平面図または天井伏図に高さを入力するだけで、断面図・アイソメ図・算定表を自動作成できるため、確認申請資料や検討資料の作成を効率化できます。
具体的な手順を短い動画にまとめましたのでご視聴ください。
▶️ 操作方法
【1】ダウンロード後、zipファイルを解凍し、JWWファイル内または任意の場所に保管します。
【2】Jw_cadの[その他]メニュから外部変形コマンドを選択します。
【3】ファイル選択で、保管した場所にある「JG_平均天井高」フォルダ内の「平均天井高.BAT」をクリックします。

【4】Jw_cadのトップメニュー下に、「図表配置」と「頂点入力」、「データ確認」のメニューが表示されるので、「頂点入力」を選択します。次に平面図または天井伏図の部屋のポイントを時計回りで順にクリック(左クリック (L)で任意点、右クリック (R)で読取点)します。長方形の場合は4点、三角形の場合は3点を入力します。
旧バージョンでは、「長方形を入力」と「三角形を入力」のメニューが表示され、どちらかを選択していましたが、新バージョンでは「頂点入力」メニューに統一されました。また、図表の配置点の位置決めは、最後に「図表配置」を選択して行うことになりました。

次に部屋のポイントを時計回りで順にクリック(左クリック (L)で任意点、右クリック (R)で読取点)します。

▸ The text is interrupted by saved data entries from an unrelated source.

//! Tokio codec for the authorization exchange.
//!
//! `ExchangeCodec` writes [`AuthorizationRequest`]s and decodes exactly one
//! [`ResponseHead`] (status line plus headers) from the server's byte stream.
//! The body is not decoded: once the head is known, the caller takes the
//! remaining bytes out of the `Framed` read buffer and drains the rest.
//!
//! # Usage with Tokio Framed
//!
//! ```rust,no_run
//! use tokio::net::TcpStream;
//! use tokio_util::codec::Framed;
//! use futures::{SinkExt, StreamExt};
//! use doorgate_protocol::{AuthorizationRequest, ExchangeCodec};
//!
//! # async fn example(request: AuthorizationRequest) -> doorgate_core::Result<()> {
//! let stream = TcpStream::connect("127.0.0.1:8080").await?;
//! let mut framed = Framed::new(stream, ExchangeCodec::new());
//!
//! framed.send(request).await?;
//! if let Some(Ok(head)) = framed.next().await {
//!     println!("granted: {}", head.status.is_success());
//! }
//! # Ok(())
//! # }
//! ```
//!
//! # Robustness
//!
//! - The head is bounded by [`MAX_HEAD_BYTES`]; a server that never finishes
//!   its headers is rejected instead of buffered without limit.
//! - A connection closed right after the status line is still decoded, since
//!   the decision only needs that line.
//! - Anything that does not start with `HTTP/1.0` or `HTTP/1.1` followed by a
//!   three-digit code is a malformed response.

use std::fmt;

use bytes::BytesMut;
use doorgate_core::constants::MAX_HEAD_BYTES;
use doorgate_core::{Error, Result};
use tokio_util::codec::{Decoder, Encoder};
use tracing::trace;

use crate::request::AuthorizationRequest;

/// Parsed HTTP status line.
#[derive(Debug, Clone, PartialEq, Eq)]
pub struct StatusLine {
    pub version: String,
    pub code: u16,
    pub reason: String,
}

impl StatusLine {
    /// Parse `HTTP/1.x <code> <reason>`.
    ///
    /// # Errors
    /// Returns `Error::MalformedResponse` on any deviation.
    pub fn parse(line: &str) -> Result<Self> {
        let line = line.trim_end_matches(['\r', '\n']);
        let mut parts = line.splitn(3, ' ');

        let version = parts.next().unwrap_or_default();
        if version != "HTTP/1.1" && version != "HTTP/1.0" {
            return Err(Error::MalformedResponse(format!(
                "Unexpected protocol version in status line: {line:?}"
            )));
        }

        let code_text = parts.next().unwrap_or_default();
        if code_text.len() != 3 || !code_text.bytes().all(|b| b.is_ascii_digit()) {
            return Err(Error::MalformedResponse(format!(
                "Invalid status code in status line: {line:?}"
            )));
        }
        let code: u16 = code_text
            .parse()
            .map_err(|_| Error::MalformedResponse(format!("Invalid status code: {code_text}")))?;
        if !(100..=599).contains(&code) {
            return Err(Error::MalformedResponse(format!(
                "Status code out of range: {code}"
            )));
        }

        Ok(Self {
            version: version.to_string(),
            code,
            reason: parts.next().unwrap_or_default().trim().to_string(),
        })
    }

    /// Status line at the front of a head that is still incomplete.
    ///
    /// `None` until the first line is terminated, or when it does not parse.
    pub fn from_partial_head(buf: &[u8]) -> Option<Self> {
        let end = buf.iter().position(|&b| b == b'\n')?;
        let line = std::str::from_utf8(&buf[..end]).ok()?;
        Self::parse(line).ok()
    }

    /// `true` for any 2xx code.
    pub fn is_success(&self) -> bool {
        (200..300).contains(&self.code)
    }
}

impl fmt::Display for StatusLine {
    fn fmt(&self, f: &mut fmt::Formatter<'_>) -> fmt::Result {
        write!(f, "{} {} {}", self.version, self.code, self.reason)
    }
}

/// Status line plus the headers the client cares about.
#[derive(Debug, Clone, PartialEq, Eq)]
pub struct ResponseHead {
    pub status: StatusLine,
    pub content_length: Option<usize>,
}

impl ResponseHead {
    fn parse(raw: &[u8]) -> Result<Self> {
        let text = std::str::from_utf8(raw)
            .map_err(|_| Error::MalformedResponse("Response head is not UTF-8".to_string()))?;
        let mut lines = text.split('\n').map(|line| line.trim_end_matches('\r'));

        let status = StatusLine::parse(lines.next().unwrap_or_default())?;

        let mut content_length = None;
        for line in lines {
            if line.is_empty() {
                break;
            }
            if let Some((name, value)) = line.split_once(':')
                && name.trim().eq_ignore_ascii_case("content-length")
            {
                content_length = value.trim().parse().ok();
            }
        }

        Ok(Self {
            status,
            content_length,
        })
    }
}

/// Codec for one request/response exchange.
#[derive(Debug)]
pub struct ExchangeCodec {
    max_head_size: usize,
    head_decoded: bool,
}

impl ExchangeCodec {
    pub fn new() -> Self {
        Self::with_max_head_size(MAX_HEAD_BYTES)
    }

    pub fn with_max_head_size(max_head_size: usize) -> Self {
        Self {
            max_head_size,
            head_decoded: false,
        }
    }

    pub fn max_head_size(&self) -> usize {
        self.max_head_size
    }
}

impl Default for ExchangeCodec {
    fn default() -> Self {
        Self::new()
    }
}

/// Position just past the blank line ending the head, if present.
fn find_head_end(buf: &[u8]) -> Option<usize> {
    let crlf = buf.windows(4).position(|w| w == b"\r\n\r\n").map(|i| i + 4);
    let lf = buf.windows(2).position(|w| w == b"\n\n").map(|i| i + 2);
    match (crlf, lf) {
        (Some(a), Some(b)) => Some(a.min(b)),
        (a, b) => a.or(b),
    }
}

impl Decoder for ExchangeCodec {
    type Item = ResponseHead;
    type Error = Error;

    fn decode(&mut self, src: &mut BytesMut) -> Result<Option<ResponseHead>> {
        if self.head_decoded {
            return Ok(None);
        }

        let Some(end) = find_head_end(src) else {
            if src.len() > self.max_head_size {
                return Err(Error::MalformedResponse(format!(
                    "Response head exceeds {} bytes",
                    self.max_head_size
                )));
            }
            return Ok(None);
        };

        if end > self.max_head_size {
            return Err(Error::MalformedResponse(format!(
                "Response head exceeds {} bytes",
                self.max_head_size
            )));
        }

        let raw = src.split_to(end);
        let head = ResponseHead::parse(&raw)?;
        trace!(status = %head.status, content_length = ?head.content_length, "Decoded response head");
        self.head_decoded = true;
        Ok(Some(head))
    }

    fn decode_eof(&mut self, src: &mut BytesMut) -> Result<Option<ResponseHead>> {
        if let Some(head) = self.decode(src)? {
            return Ok(Some(head));
        }
        if self.head_decoded || src.is_empty() {
            return Ok(None);
        }

        // Peer closed mid-head; the status line alone still decides.
        let raw = src.split();
        let head = ResponseHead::parse(&raw)?;
        self.head_decoded = true;
        Ok(Some(head))
    }
}

impl Encoder<AuthorizationRequest> for ExchangeCodec {
    type Error = Error;

    fn encode(&mut self, request: AuthorizationRequest, dst: &mut BytesMut) -> Result<()> {
        request.write_to(dst);
        Ok(())
    }
}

長方形の場合は4点、三角形の場合は3点を入力します。

補足:バージョン1.2以降は反時計回りの入力も可能になりました(ただし交差することはできません)。

【5】「天井高さ入力」フォームが立ち上がるので、右側の①ポイントリストから番号を選択(複数選択可)し、その下のCH入力ボックスに天井高さをmm単位で記載します。4点ないしは3点の記載が完了した際は「入力」ボタンを押します。また床の高さがFL±0でない場合は、②床の高さまたはボリューム下端の高さを入力します。最後に「形状確認了(次へ)」ボタンを押します。
補足:床の高さは1のみ入力可能です。床の高さが異なるエリアは別のボリュームとして入力します。また、折上天井の場合は下部の天井の高さ(=折上部分のボリューム下端の高さ)を入力します。

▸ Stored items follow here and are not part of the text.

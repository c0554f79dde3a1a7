//! Network layer for doorgate.
//!
//! This crate performs the encrypted authorization exchange with the remote
//! server. It owns connection establishment, the request/response cycle and
//! its timeouts, and implements [`doorgate_core::Authorizer`] so the entry
//! controller never sees the transport.
//!
//! # Components
//!
//! - **AuthorizationClient**: one bounded exchange per credential
//! - **Connector**: how the byte stream is opened (plain TCP by default)
//!
//! # Example
//!
//! ```no_run
//! use doorgate_core::{DeviceId, EncryptionKey, Credential};
//! use doorgate_network::{AuthorizationClient, AuthorizationClientConfig};
//!
//! # async fn example() -> Result<(), Box<dyn std::error::Error>> {
//! let mut client = AuthorizationClient::new(
//!     AuthorizationClientConfig::default(),
//!     "6f9619ff-8b86-d011-b42d-00c04fc964ff".parse::<DeviceId>()?,
//!     EncryptionKey::from_hex("2b7e151628aed2a6abf7158809cf4f3c")?,
//! );
//!
//! match client.exchange(&Credential::new(vec![0x12, 0x34, 0x56, 0x78])?).await {
//!     Ok(result) => println!("granted: {}", result.granted),
//!     Err(e) => println!("no decision: {e}"),
//! }
//! # Ok(())
//! # }
//! ```

mod client;
mod connector;

pub use client::{
    AuthorizationClient, AuthorizationClientConfig, AuthorizationError, ExchangeStage,
    ExchangeStats,
};
pub use connector::{Connector, TcpConnector};
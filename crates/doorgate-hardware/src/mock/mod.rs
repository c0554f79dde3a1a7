//! Mock device implementations for testing and development.
//!
//! This module provides simulated peripherals that can be controlled
//! programmatically without requiring physical hardware.

pub mod button;
pub mod drive;
pub mod indicator;
pub mod logging;
pub mod reader;

// Re-export commonly used types
pub use button::{MockButton, MockButtonHandle};
pub use drive::MockDrive;
pub use indicator::{IndicatorEvent, MockFeedback, MockIndicator};
pub use logging::{LoggingIndicator, LoggingServo};
pub use reader::{MockReader, MockReaderHandle};
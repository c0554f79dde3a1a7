//! Door state machine.
//!
//! The door cycles strictly through four states:
//!
//! ```text
//! Closed ──open()──> Opening ──stop()──> Open ──close()──> Closing ──stop()──> Closed
//! ```
//!
//! There is no shortcut: a closing door cannot be reopened and an open door
//! cannot be opened again. Transitions are validated by
//! [`DoorState::can_transition_to`] and recorded in a bounded history for
//! diagnostics.
//!
//! # Examples
//!
//! ```
//! use doorgate_controller::{Direction, DoorState, DoorStateMachine};
//! use tokio::time::Instant;
//!
//! let now = Instant::now();
//! let mut machine = DoorStateMachine::new(now);
//! assert_eq!(machine.state(), DoorState::Closed);
//!
//! machine.transition_to(DoorState::Moving(Direction::Opening), now).unwrap();
//! assert!(machine.transition_to(DoorState::Closed, now).is_err());
//! ```

use std::collections::VecDeque;
use std::fmt;
use std::time::Duration;

use doorgate_core::{Error, Result};
use serde::{Deserialize, Serialize};
use tokio::time::Instant;

/// Maximum number of transitions kept in history.
///
/// One door cycle is four transitions, so this covers the last 16 cycles.
pub const MAX_HISTORY_SIZE: usize = 64;

/// Direction of a moving door.
#[derive(Debug, Clone, Copy, PartialEq, Eq, Hash, Serialize, Deserialize)]
#[serde(rename_all = "snake_case")]
pub enum Direction {
    Opening,
    Closing,
}

/// Physical state of the door.
#[derive(Debug, Clone, Copy, PartialEq, Eq, Hash, Serialize, Deserialize)]
#[serde(rename_all = "snake_case")]
pub enum DoorState {
    /// At rest in the closed position.
    Closed,

    /// Drive running towards an end position.
    Moving(Direction),

    /// At rest in the open position, auto-close armed.
    Open,
}

impl fmt::Display for DoorState {
    fn fmt(&self, f: &mut fmt::Formatter<'_>) -> fmt::Result {
        let state_str = match self {
            DoorState::Closed => "Closed",
            DoorState::Moving(Direction::Opening) => "Opening",
            DoorState::Open => "Open",
            DoorState::Moving(Direction::Closing) => "Closing",
        };
        write!(f, "{}", state_str)
    }
}

impl DoorState {
    /// Check if transition to `target` is valid from this state.
    ///
    /// ```
    /// use doorgate_controller::{Direction, DoorState};
    ///
    /// assert!(DoorState::Closed.can_transition_to(&DoorState::Moving(Direction::Opening)));
    /// assert!(!DoorState::Closed.can_transition_to(&DoorState::Open));
    /// ```
    pub fn can_transition_to(&self, target: &DoorState) -> bool {
        matches!(
            (self, target),
            (DoorState::Closed, DoorState::Moving(Direction::Opening))
                | (DoorState::Moving(Direction::Opening), DoorState::Open)
                | (DoorState::Open, DoorState::Moving(Direction::Closing))
                | (DoorState::Moving(Direction::Closing), DoorState::Closed)
        )
    }

    pub fn is_moving(&self) -> bool {
        matches!(self, DoorState::Moving(_))
    }
}

/// A single state transition with timestamp.
#[derive(Debug, Clone, Copy, PartialEq, Eq)]
pub struct StateTransition {
    /// The state transitioned from.
    pub from: DoorState,

    /// The state transitioned to.
    pub to: DoorState,

    /// When the transition occurred.
    pub at: Instant,
}

impl StateTransition {
    pub fn new(from: DoorState, to: DoorState, at: Instant) -> Self {
        Self { from, to, at }
    }
}

/// Validated door state with transition history.
///
/// All methods take the current instant explicitly; the machine never reads
/// the clock itself.
#[derive(Debug)]
pub struct DoorStateMachine {
    /// Current state of the door.
    state: DoorState,

    /// When the current state was entered.
    entered_at: Instant,

    /// History of state transitions (limited to MAX_HISTORY_SIZE).
    history: VecDeque<StateTransition>,
}

impl DoorStateMachine {
    /// Create a machine in the `Closed` state.
    pub fn new(now: Instant) -> Self {
        Self {
            state: DoorState::Closed,
            entered_at: now,
            history: VecDeque::with_capacity(MAX_HISTORY_SIZE),
        }
    }

    pub fn state(&self) -> DoorState {
        self.state
    }

    /// When the current state was entered.
    pub fn entered_at(&self) -> Instant {
        self.entered_at
    }

    /// Time spent in the current state as of `now`.
    pub fn time_in_state(&self, now: Instant) -> Duration {
        now.saturating_duration_since(self.entered_at)
    }

    /// Recent transitions, oldest first.
    pub fn history(&self) -> &VecDeque<StateTransition> {
        &self.history
    }

    /// The last `count` transitions, oldest first.
    pub fn last_transitions(&self, count: usize) -> Vec<StateTransition> {
        let skip = self.history.len().saturating_sub(count);
        self.history.iter().skip(skip).copied().collect()
    }

    /// Transition to `new_state` at `now`.
    ///
    /// # Errors
    ///
    /// Returns `Error::InvalidStateTransition` if the transition is not
    /// allowed from the current state; the machine is then unchanged.
    pub fn transition_to(&mut self, new_state: DoorState, now: Instant) -> Result<StateTransition> {
        if !self.state.can_transition_to(&new_state) {
            return Err(Error::InvalidStateTransition {
                from: self.state.to_string(),
                to: new_state.to_string(),
            });
        }

        let transition = StateTransition::new(self.state, new_state, now);
        self.state = new_state;
        self.entered_at = now;

        self.history.push_back(transition);
        if self.history.len() > MAX_HISTORY_SIZE {
            self.history.pop_front();
        }

        Ok(transition)
    }
}
//! Credential encoder: one AES-128-CBC block with PKCS#7 padding.
//!
//! The credential bytes are copied into a 16-byte block and the remaining
//! `P = 16 - len` bytes are set to `P`. Because PKCS#7 always adds at least
//! one pad byte, the single-block contract caps the credential at
//! [`MAX_BLOCK_PAYLOAD`] (15) bytes. Longer or empty input is rejected with
//! [`Error::CredentialLength`]; nothing is ever truncated.
//!
//! # Example
//!
//! ```
//! use doorgate_core::EncryptionKey;
//! use doorgate_protocol::encrypt_block;
//!
//! let key = EncryptionKey::from_hex("2b7e151628aed2a6abf7158809cf4f3c").unwrap();
//! let iv: [u8; 16] = core::array::from_fn(|i| i as u8);
//!
//! let sealed = encrypt_block(&key, &iv, &[0x12, 0x34, 0x56, 0x78]).unwrap();
//! assert_eq!(sealed.ciphertext_hex(), "fe5983fe39140660545f4db15f240024");
//! ```

use aes::Aes128;
use aes::cipher::block_padding::Pkcs7;
use aes::cipher::{BlockDecryptMut, BlockEncryptMut, KeyIvInit};
use doorgate_core::constants::{BLOCK_SIZE, IV_SIZE, MAX_BLOCK_PAYLOAD, MIN_CREDENTIAL_LENGTH};
use doorgate_core::{EncryptionKey, Error, Result};
use tracing::error;

use crate::iv::IvSource;

type Aes128CbcEnc = cbc::Encryptor<Aes128>;
type Aes128CbcDec = cbc::Decryptor<Aes128>;

/// IV and ciphertext of one sealed credential.
#[derive(Debug, Clone, Copy, PartialEq, Eq)]
pub struct SealedCredential {
    pub iv: [u8; IV_SIZE],
    pub ciphertext: [u8; BLOCK_SIZE],
}

impl SealedCredential {
    /// IV as 32 lowercase hex characters.
    pub fn iv_hex(&self) -> String {
        hex::encode(self.iv)
    }

    /// Ciphertext as 32 lowercase hex characters.
    pub fn ciphertext_hex(&self) -> String {
        hex::encode(self.ciphertext)
    }
}

/// Encrypt `plaintext` into exactly one padded block under `key` and `iv`.
///
/// # Errors
///
/// Returns `Error::CredentialLength` if `plaintext` is empty or longer than
/// [`MAX_BLOCK_PAYLOAD`] bytes.
pub fn encrypt_block(
    key: &EncryptionKey,
    iv: &[u8; IV_SIZE],
    plaintext: &[u8],
) -> Result<SealedCredential> {
    let len = plaintext.len();
    check_payload_len(len)?;

    let mut block = [0u8; BLOCK_SIZE];
    block[..len].copy_from_slice(plaintext);

    let ciphertext = Aes128CbcEnc::new(key.as_bytes().into(), iv.into())
        .encrypt_padded_mut::<Pkcs7>(&mut block, len)
        .map_err(|_| Error::Crypto("padded plaintext exceeds one block".to_string()))?;

    let ciphertext: [u8; BLOCK_SIZE] = ciphertext
        .try_into()
        .map_err(|_| Error::Crypto("ciphertext is not exactly one block".to_string()))?;

    Ok(SealedCredential {
        iv: *iv,
        ciphertext,
    })
}

fn check_payload_len(len: usize) -> Result<()> {
    if !(MIN_CREDENTIAL_LENGTH..=MAX_BLOCK_PAYLOAD).contains(&len) {
        error!(len, max = MAX_BLOCK_PAYLOAD, "Credential does not fit one cipher block");
        return Err(Error::CredentialLength {
            len,
            min: MIN_CREDENTIAL_LENGTH,
            max: MAX_BLOCK_PAYLOAD,
        });
    }
    Ok(())
}

/// Decrypt one block and strip its PKCS#7 padding.
///
/// The endpoint never needs this at runtime; it exists for verification
/// tooling and for the server side of tests.
///
/// # Errors
///
/// Returns `Error::Crypto` if the padding is invalid (wrong key, wrong IV or
/// corrupted ciphertext).
pub fn decrypt_block(
    key: &EncryptionKey,
    iv: &[u8; IV_SIZE],
    ciphertext: &[u8; BLOCK_SIZE],
) -> Result<Vec<u8>> {
    let mut block = *ciphertext;
    let plaintext = Aes128CbcDec::new(key.as_bytes().into(), iv.into())
        .decrypt_padded_mut::<Pkcs7>(&mut block)
        .map_err(|_| Error::Crypto("invalid padding".to_string()))?;
    Ok(plaintext.to_vec())
}

/// Seals credentials under a fixed key with a fresh IV per call.
pub struct CredentialEncoder<S> {
    key: EncryptionKey,
    iv_source: S,
}

impl<S: IvSource> CredentialEncoder<S> {
    pub fn new(key: EncryptionKey, iv_source: S) -> Self {
        Self { key, iv_source }
    }

    /// Seal one credential.
    ///
    /// The length is checked before an IV is drawn.
    ///
    /// # Errors
    ///
    /// Returns `Error::CredentialLength` for out-of-range input and
    /// `Error::Entropy` if no IV could be generated.
    pub fn seal(&mut self, credential: &[u8]) -> Result<SealedCredential> {
        check_payload_len(credential.len())?;
        let iv = self.iv_source.next_iv()?;
        encrypt_block(&self.key, &iv, credential)
    }
}

impl<S> std::fmt::Debug for CredentialEncoder<S> {
    fn fmt(&self, f: &mut std::fmt::Formatter<'_>) -> std::fmt::Result {
        f.debug_struct("CredentialEncoder")
            .field("key", &self.key)
            .finish_non_exhaustive()
    }
}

【6】「形状確認(アイソメ図)」フォームが立ち上がるので、メニュー欄中央の「左」「右」「上」「下」ボタンを押し形状を確認します。次に、他のボリュームを入力する場合は、「次のボリュームを入力」ボタンを押します。ボリュームが1の場合または全てボリュームの入力が完了している際は、「入力完了」ボタンを押します。
<「次のボリュームを入力」を選択した場合>
【6b】Jw_cadに戻り、【4】トップメニュー下の「頂点入力」の選択から再開します。
補足:この段階でいったん作業を中断することができます。再開する際は「頂点入力」を選択して再開します。新規に入力する際は、トップメニュー下の「データ確認」を選択し、データを初期化します。
<「入力完了」を選択した場合>

【7】記載設定フォームが立ち上がるので、高さ確認用図面を選択から、簡易アイソメ図か断面図を選択します。両方選択することも可能です。次に記載仕様から、線(色)番号(1から9まで)と文字種(1から10まで)を入力します。次にレイヤグループから、描画グループ(0からFまで)と描画レイヤ(0からFまで)を入力します。最も高い床面から算定する場合は、フォーム上側の当該チェックボックスにチェックを入れます。作成した算定表をExcelに出力する場合は、フォーム下側の当該チェックボックスにチェックを入れます。
補足①:断面図が描画できるのは2ボリュームまでで、共に長方形でありさらに天井形態が特定できる場合に限られます。断面図が描画可能な場合は、ポイントをクリックした平面図(または天井伏図)に断面線が描画されます。
補足②:文字種及び線(色)番号は、1から10(9)以外の番号を入力すると現在設定で描画されます。レイヤグループは0からF以外の番号(又は記号)を入力すると現在のレイヤグループに描画されます。
【8】「OK」ボタンを押すと、Jw_cadの画面の【4】でポイントを読み取った平面図または天井伏図に部屋の寸法とポイントの高さ、及び断面線(断面図記載の場合)が描画されます。

【9】Jw_cadのトップメニュー下のメニューから「図表配置」を選択します。「@算定図(表)配置基準点を指示」と表示されるので、任意の位置をクリックします。【8】までの行程で作成された高さ確認用算定図(簡易アイソメ図及び断面図)と算定表が配置されます。

補足:簡易アイソメ図の左上を基準に、その右側に断面図、さらに右側に算定表がレイアウトされます。
注意:一度配置するとデータは全て初期化されます。
参考:「データ確認」メニューを押すことで、データが累積しているか、初期化されているかを確認することができます。